Work instruction:
Every record here needs to be retyped exactly.

Dataset excerpts:
Start of Block
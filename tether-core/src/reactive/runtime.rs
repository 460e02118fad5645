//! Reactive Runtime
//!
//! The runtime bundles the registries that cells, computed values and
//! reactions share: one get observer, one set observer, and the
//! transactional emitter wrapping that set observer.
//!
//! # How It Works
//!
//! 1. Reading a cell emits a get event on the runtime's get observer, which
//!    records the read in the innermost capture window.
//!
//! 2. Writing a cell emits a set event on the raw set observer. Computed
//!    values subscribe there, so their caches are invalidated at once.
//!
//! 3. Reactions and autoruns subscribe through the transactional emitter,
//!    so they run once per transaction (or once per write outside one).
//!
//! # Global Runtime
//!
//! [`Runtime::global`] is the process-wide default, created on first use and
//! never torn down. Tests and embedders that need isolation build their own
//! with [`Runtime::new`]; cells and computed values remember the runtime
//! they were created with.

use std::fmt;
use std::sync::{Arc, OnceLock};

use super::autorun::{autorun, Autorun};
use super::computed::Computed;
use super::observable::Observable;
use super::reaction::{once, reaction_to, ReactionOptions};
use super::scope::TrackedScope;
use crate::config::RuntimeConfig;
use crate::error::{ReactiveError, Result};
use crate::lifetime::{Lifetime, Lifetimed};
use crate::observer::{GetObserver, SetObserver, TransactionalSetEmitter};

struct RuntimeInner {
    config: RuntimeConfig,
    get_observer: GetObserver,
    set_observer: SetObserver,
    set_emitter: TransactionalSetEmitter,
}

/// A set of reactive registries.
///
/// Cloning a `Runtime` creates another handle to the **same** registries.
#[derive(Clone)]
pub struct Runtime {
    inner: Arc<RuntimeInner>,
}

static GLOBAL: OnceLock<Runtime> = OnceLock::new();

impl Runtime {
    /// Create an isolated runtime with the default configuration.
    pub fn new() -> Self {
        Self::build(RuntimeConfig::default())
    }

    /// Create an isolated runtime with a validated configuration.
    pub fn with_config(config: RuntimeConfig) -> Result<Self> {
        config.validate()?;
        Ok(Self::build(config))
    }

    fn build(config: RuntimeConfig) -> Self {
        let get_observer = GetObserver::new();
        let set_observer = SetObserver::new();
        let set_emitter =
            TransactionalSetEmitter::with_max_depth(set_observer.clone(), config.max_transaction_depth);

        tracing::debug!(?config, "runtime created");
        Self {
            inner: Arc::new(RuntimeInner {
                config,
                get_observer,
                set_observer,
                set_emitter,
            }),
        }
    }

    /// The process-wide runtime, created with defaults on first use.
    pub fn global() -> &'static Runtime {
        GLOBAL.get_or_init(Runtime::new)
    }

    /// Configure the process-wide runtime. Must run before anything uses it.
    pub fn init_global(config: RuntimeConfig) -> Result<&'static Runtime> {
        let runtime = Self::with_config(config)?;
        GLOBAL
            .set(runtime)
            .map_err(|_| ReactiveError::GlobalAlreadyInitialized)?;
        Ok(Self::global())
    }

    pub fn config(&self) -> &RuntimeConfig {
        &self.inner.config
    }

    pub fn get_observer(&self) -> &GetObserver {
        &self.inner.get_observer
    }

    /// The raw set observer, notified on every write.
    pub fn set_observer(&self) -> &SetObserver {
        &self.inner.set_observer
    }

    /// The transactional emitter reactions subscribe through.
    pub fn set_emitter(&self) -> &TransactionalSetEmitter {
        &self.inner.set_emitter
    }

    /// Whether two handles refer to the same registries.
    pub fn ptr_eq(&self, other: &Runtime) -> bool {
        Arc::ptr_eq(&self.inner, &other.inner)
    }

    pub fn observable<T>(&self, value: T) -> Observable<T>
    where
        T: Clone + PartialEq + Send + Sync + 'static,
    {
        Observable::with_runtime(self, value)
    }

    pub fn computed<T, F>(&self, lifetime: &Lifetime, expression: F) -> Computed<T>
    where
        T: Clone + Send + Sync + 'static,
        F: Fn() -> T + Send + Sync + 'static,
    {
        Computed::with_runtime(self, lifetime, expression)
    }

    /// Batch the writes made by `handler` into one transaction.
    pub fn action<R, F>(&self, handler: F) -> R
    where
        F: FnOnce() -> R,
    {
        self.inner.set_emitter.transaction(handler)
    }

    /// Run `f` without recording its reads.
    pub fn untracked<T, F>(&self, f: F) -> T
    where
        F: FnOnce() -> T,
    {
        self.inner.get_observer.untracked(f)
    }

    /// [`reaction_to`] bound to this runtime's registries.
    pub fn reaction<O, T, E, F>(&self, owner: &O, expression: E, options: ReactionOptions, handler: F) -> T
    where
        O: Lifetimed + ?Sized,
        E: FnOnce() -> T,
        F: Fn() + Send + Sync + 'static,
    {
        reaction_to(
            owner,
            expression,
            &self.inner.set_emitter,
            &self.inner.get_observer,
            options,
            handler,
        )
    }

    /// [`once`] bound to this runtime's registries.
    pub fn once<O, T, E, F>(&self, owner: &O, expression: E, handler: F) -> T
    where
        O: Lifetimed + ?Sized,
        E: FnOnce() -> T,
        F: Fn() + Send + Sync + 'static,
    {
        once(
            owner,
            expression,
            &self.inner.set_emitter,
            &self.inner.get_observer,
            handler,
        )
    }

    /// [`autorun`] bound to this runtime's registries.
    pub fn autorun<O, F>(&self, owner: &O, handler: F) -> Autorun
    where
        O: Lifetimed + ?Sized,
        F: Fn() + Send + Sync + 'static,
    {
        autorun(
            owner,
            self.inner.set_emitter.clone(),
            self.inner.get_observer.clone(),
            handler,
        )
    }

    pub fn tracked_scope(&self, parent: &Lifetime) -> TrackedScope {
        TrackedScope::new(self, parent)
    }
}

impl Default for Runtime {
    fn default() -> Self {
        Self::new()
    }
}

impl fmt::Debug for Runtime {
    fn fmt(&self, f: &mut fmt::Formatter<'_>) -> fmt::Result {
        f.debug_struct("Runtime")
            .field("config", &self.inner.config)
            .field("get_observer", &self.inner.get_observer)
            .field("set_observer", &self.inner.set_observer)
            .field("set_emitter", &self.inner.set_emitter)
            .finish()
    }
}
End of Block
Response:
filename tether-core/src/reactive/runtime.rs
repository 460e02118fad5645
//! Reactive Runtime
//!
//! The runtime bundles the registries that cells, computed values and
//! reactions share: one get observer, one set observer, and the
//! transactional emitter wrapping that set observer.
//!
//! # How It Works
//!
//! 1. Reading a cell emits a get event on the runtime's get observer, which
//!    records the read in the innermost capture window.
//!
//! 2. Writing a cell emits a set event on the raw set observer. Computed
//!    values subscribe there, so their caches are invalidated at once.
//!
//! 3. Reactions and autoruns subscribe through the transactional emitter,
//!    so they run once per transaction (or once per write outside one).
//!
//! # Global Runtime
//!
//! [`Runtime::global`] is the process-wide default, created on first use and
//! never torn down. Tests and embedders that need isolation build their own
//! with [`Runtime::new`]; cells and computed values remember the runtime
//! they were created with.

use std::fmt;
use std::sync::{Arc, OnceLock};

use super::autorun::{autorun, Autorun};
use super::computed::Computed;
use super::observable::Observable;
use super::reaction::{once, reaction_to, ReactionOptions};
use super::scope::TrackedScope;
use crate::config::RuntimeConfig;
use crate::error::{ReactiveError, Result};
use crate::lifetime::{Lifetime, Lifetimed};
use crate::observer::{GetObserver, SetObserver, TransactionalSetEmitter};

struct RuntimeInner {
    config: RuntimeConfig,
    get_observer: GetObserver,
    set_observer: SetObserver,
    set_emitter: TransactionalSetEmitter,
}

/// A set of reactive registries.
///
/// Cloning a `Runtime` creates another handle to the **same** registries.
#[derive(Clone)]
pub struct Runtime {
    inner: Arc<RuntimeInner>,
}

static GLOBAL: OnceLock<Runtime> = OnceLock::new();

impl Runtime {
    /// Create an isolated runtime with the default configuration.
    pub fn new() -> Self {
        Self::build(RuntimeConfig::default())
    }

    /// Create an isolated runtime with a validated configuration.
    pub fn with_config(config: RuntimeConfig) -> Result<Self> {
        config.validate()?;
        Ok(Self::build(config))
    }

    fn build(config: RuntimeConfig) -> Self {
        let get_observer = GetObserver::new();
        let set_observer = SetObserver::new();
        let set_emitter =
            TransactionalSetEmitter::with_max_depth(set_observer.clone(), config.max_transaction_depth);

        tracing::debug!(?config, "runtime created");
        Self {
            inner: Arc::new(RuntimeInner {
                config,
                get_observer,
                set_observer,
                set_emitter,
            }),
        }
    }

    /// The process-wide runtime, created with defaults on first use.
    pub fn global() -> &'static Runtime {
        GLOBAL.get_or_init(Runtime::new)
    }

    /// Configure the process-wide runtime. Must run before anything uses it.
    pub fn init_global(config: RuntimeConfig) -> Result<&'static Runtime> {
        let runtime = Self::with_config(config)?;
        GLOBAL
            .set(runtime)
            .map_err(|_| ReactiveError::GlobalAlreadyInitialized)?;
        Ok(Self::global())
    }

    pub fn config(&self) -> &RuntimeConfig {
        &self.inner.config
    }

    pub fn get_observer(&self) -> &GetObserver {
        &self.inner.get_observer
    }

    /// The raw set observer, notified on every write.
    pub fn set_observer(&self) -> &SetObserver {
        &self.inner.set_observer
    }

    /// The transactional emitter reactions subscribe through.
    pub fn set_emitter(&self) -> &TransactionalSetEmitter {
        &self.inner.set_emitter
    }

    /// Whether two handles refer to the same registries.
    pub fn ptr_eq(&self, other: &Runtime) -> bool {
        Arc::ptr_eq(&self.inner, &other.inner)
    }

    pub fn observable<T>(&self, value: T) -> Observable<T>
    where
        T: Clone + PartialEq + Send + Sync + 'static,
    {
        Observable::with_runtime(self, value)
    }

    pub fn computed<T, F>(&self, lifetime: &Lifetime, expression: F) -> Computed<T>
    where
        T: Clone + Send + Sync + 'static,
        F: Fn() -> T + Send + Sync + 'static,
    {
        Computed::with_runtime(self, lifetime, expression)
    }

    /// Batch the writes made by `handler` into one transaction.
    pub fn action<R, F>(&self, handler: F) -> R
    where
        F: FnOnce() -> R,
    {
        self.inner.set_emitter.transaction(handler)
    }

    /// Run `f` without recording its reads.
    pub fn untracked<T, F>(&self, f: F) -> T
    where
        F: FnOnce() -> T,
    {
        self.inner.get_observer.untracked(f)
    }

    /// [`reaction_to`] bound to this runtime's registries.
    pub fn reaction<O, T, E, F>(&self, owner: &O, expression: E, options: ReactionOptions, handler: F) -> T
    where
        O: Lifetimed + ?Sized,
        E: FnOnce() -> T,
        F: Fn() + Send + Sync + 'static,
    {
        reaction_to(
            owner,
            expression,
            &self.inner.set_emitter,
            &self.inner.get_observer,
            options,
            handler,
        )
    }

    /// [`once`] bound to this runtime's registries.
    pub fn once<O, T, E, F>(&self, owner: &O, expression: E, handler: F) -> T
    where
        O: Lifetimed + ?Sized,
        E: FnOnce() -> T,
        F: Fn() + Send + Sync + 'static,
    {
        once(
            owner,
            expression,
            &self.inner.set_emitter,
            &self.inner.get_observer,
            handler,
        )
    }

    /// [`autorun`] bound to this runtime's registries.
    pub fn autorun<O, F>(&self, owner: &O, handler: F) -> Autorun
    where
        O: Lifetimed + ?Sized,
        F: Fn() + Send + Sync + 'static,
    {
        autorun(
            owner,
            self.inner.set_emitter.clone(),
            self.inner.get_observer.clone(),
            handler,
        )
    }

    pub fn tracked_scope(&self, parent: &Lifetime) -> TrackedScope {
        TrackedScope::new(self, parent)
    }
}

impl Default for Runtime {
    fn default() -> Self {
        Self::new()
    }
}

impl fmt::Debug for Runtime {
    fn fmt(&self, f: &mut fmt::Formatter<'_>) -> fmt::Result {
        f.debug_struct("Runtime")
            .field("config", &self.inner.config)
            .field("get_observer", &self.inner.get_observer)
            .field("set_observer", &self.inner.set_observer)
            .field("set_emitter", &self.inner.set_emitter)
            .finish()
    }
}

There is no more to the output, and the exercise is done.